ATI RN
RN Nursing Care of Children 2019 With NGN
1. The nurse is admitting a 9-year-old child with hemolytic uremic syndrome. What clinical manifestations should the nurse expect to observe? (Select all that apply.)
- A. All are correct
- B. Anorexia
- C. Hypertension
- D. Purpura
Correct answer: A
Rationale: Hemolytic uremic syndrome (HUS) typically presents with hematuria, anorexia, hypertension, and purpura due to the hemolytic anemia, thrombocytopenia, and renal failure that characterize this condition.
2. What is the most common cause of acute gastroenteritis in children under 5 years?
- A. Salmonella
- B. Rotavirus
- C. Norovirus
- D. Shigella
Correct answer: B
Rationale: Rotavirus is the leading cause of acute gastroenteritis in children under 5 years. It leads to severe diarrhea and dehydration. Vaccination against rotavirus has significantly reduced the incidence of this disease, but it remains a major cause of morbidity in young children globally. Salmonella and Shigella can cause gastroenteritis, but they are less common in children under 5 years. Norovirus is also a common cause of gastroenteritis, but Rotavirus is the most prevalent in this age group.
3. All of the following statements are true regarding the value of play except:
- A. Play helps preschoolers develop moral values
- B. Play helps develop muscle coordination, uses energy, and develops self-confidence
- C. Play is the work of children
- D. Play is not an effective way for the nurse to establish rapport with the child
Correct answer: D
Rationale: Play is an effective way to establish rapport with children as it helps build trust, communication, and a positive relationship. Choices A, B, and C are true statements about the value of play: A) Play helps preschoolers develop moral values by promoting social skills, cooperation, and empathy. B) Play aids in developing muscle coordination, utilizing energy, and fostering self-confidence through physical activities. C) 'Play is the work of children' emphasizes the importance of play in a child's development, learning, and creativity. Therefore, D is the correct answer as it incorrectly suggests that play is not an effective way for the nurse to establish rapport with the child.

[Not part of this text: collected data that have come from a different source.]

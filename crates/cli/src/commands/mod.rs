//! CLI commands for the cross-venue arbitrage scanner.

pub mod check_config;
pub mod match_books;
pub mod scan;

pub use check_config::{run_check_config, CheckConfigArgs};
pub use match_books::{run_match_books, MatchBooksArgs};
pub use scan::{run_scan, ScanArgs};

4. What should the nurse explain about ringworm?
- A. It is not contagious
- B. It is a sign of uncleanliness
- C. It is expected to resolve spontaneously
- D. It is spread by both direct and indirect contact
Correct answer: D
Rationale: Ringworm is a fungal infection that spreads through direct and indirect contact. Good hygiene practices can help prevent its spread.
5. A parent calls the hospital nursing hotline and asks, 'My 8-week-old infant cries 8 hours a day, and is hard to console. Is that normal?' What should the nurse's response be to this parent?
- A. No, call your health care provider.
- B. Let me ask you some more questions to see if there are symptoms of colic.
- C. Yes, maybe your infant is just tired.
- D. Yes, infants cry all the time at that age.
Correct answer: B
Rationale: The correct response for the nurse to provide in this situation is to ask more questions to determine if the infant is displaying symptoms of colic. Colic is a common condition in infants that can lead to prolonged crying and fussiness. It is essential to assess for other symptoms before giving advice to the parent. Choices A, C, and D are incorrect because they do not address the possibility of colic or the need for further assessment of the infant's condition.